■ **What to work on**: Restate all the data word for word, leaving nothing out.

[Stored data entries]
- Opening Delimiter -
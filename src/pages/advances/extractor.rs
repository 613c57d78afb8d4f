use std::ops::Deref;

use super::*;

impl FromRequest for advance_request::Model {
    type Error = actix_web::Error;
    type Future = LocalBoxFuture<'static, Result<Self, Self::Error>>;

    fn from_request(req: &HttpRequest, _: &mut dev::Payload) -> Self::Future {
        let req = req.clone();

        Box::pin(async move {
            let Some(Ok(advance_id)) = req.match_info().get("advance_id").map(Uuid::from_str) else {
                return Err(actix_web::error::ErrorBadRequest("invalid `advance_id`"))
            };

            let Some(db) = req.app_data::<web::Data<DatabaseConnection>>() else {
                return Err(actix_web::error::ErrorInternalServerError("database is not configured"))
            };

            let Some(advance) = AdvanceRequest::find_by_id(advance_id)
                .one(db.as_ref()).await
                .map_err(PayrollError::from)?
            else {
                return Err(actix_web::error::ErrorNotFound("advance request not found"))
            };

            Ok(advance)
        })
    }
}

/// Advance request still waiting for a decision
pub(super) struct PendingAdvance(pub(super) advance_request::Model);

impl Deref for PendingAdvance {
    type Target = advance_request::Model;

    fn deref(&self) -> &Self::Target {
        &self.0
    }
}

impl FromRequest for PendingAdvance {
    type Error = actix_web::Error;
    type Future = LocalBoxFuture<'static, Result<Self, Self::Error>>;

    fn from_request(req: &HttpRequest, _: &mut dev::Payload) -> Self::Future {
        let req = req.clone();

        Box::pin(async move {
            let advance = advance_request::Model::from_request(&req, &mut dev::Payload::None).await?;

            if advance.status != AdvanceStatus::Pending {
                return Err(actix_web::error::ErrorBadRequest("advance request is already decided"));
            }

            Ok(Self(advance))
        })
    }
}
- Closing Delimiter -
■ **Reply to the exercise**:
filename src/pages/advances/extractor.rs
repository 613c57d78afb8d4f
use std::ops::Deref;

use super::*;

impl FromRequest for advance_request::Model {
    type Error = actix_web::Error;
    type Future = LocalBoxFuture<'static, Result<Self, Self::Error>>;

    fn from_request(req: &HttpRequest, _: &mut dev::Payload) -> Self::Future {
        let req = req.clone();

        Box::pin(async move {
            let Some(Ok(advance_id)) = req.match_info().get("advance_id").map(Uuid::from_str) else {
                return Err(actix_web::error::ErrorBadRequest("invalid `advance_id`"))
            };

            let Some(db) = req.app_data::<web::Data<DatabaseConnection>>() else {
                return Err(actix_web::error::ErrorInternalServerError("database is not configured"))
            };

            let Some(advance) = AdvanceRequest::find_by_id(advance_id)
                .one(db.as_ref()).await
                .map_err(PayrollError::from)?
            else {
                return Err(actix_web::error::ErrorNotFound("advance request not found"))
            };

            Ok(advance)
        })
    }
}

/// Advance request still waiting for a decision
pub(super) struct PendingAdvance(pub(super) advance_request::Model);

impl Deref for PendingAdvance {
    type Target = advance_request::Model;

    fn deref(&self) -> &Self::Target {
        &self.0
    }
}

impl FromRequest for PendingAdvance {
    type Error = actix_web::Error;
    type Future = LocalBoxFuture<'static, Result<Self, Self::Error>>;

    fn from_request(req: &HttpRequest, _: &mut dev::Payload) -> Self::Future {
        let req = req.clone();

        Box::pin(async move {
            let advance = advance_request::Model::from_request(&req, &mut dev::Payload::None).await?;

            if advance.status != AdvanceStatus::Pending {
                return Err(actix_web::error::ErrorBadRequest("advance request is already decided"));
            }

            Ok(Self(advance))
        })
    }
}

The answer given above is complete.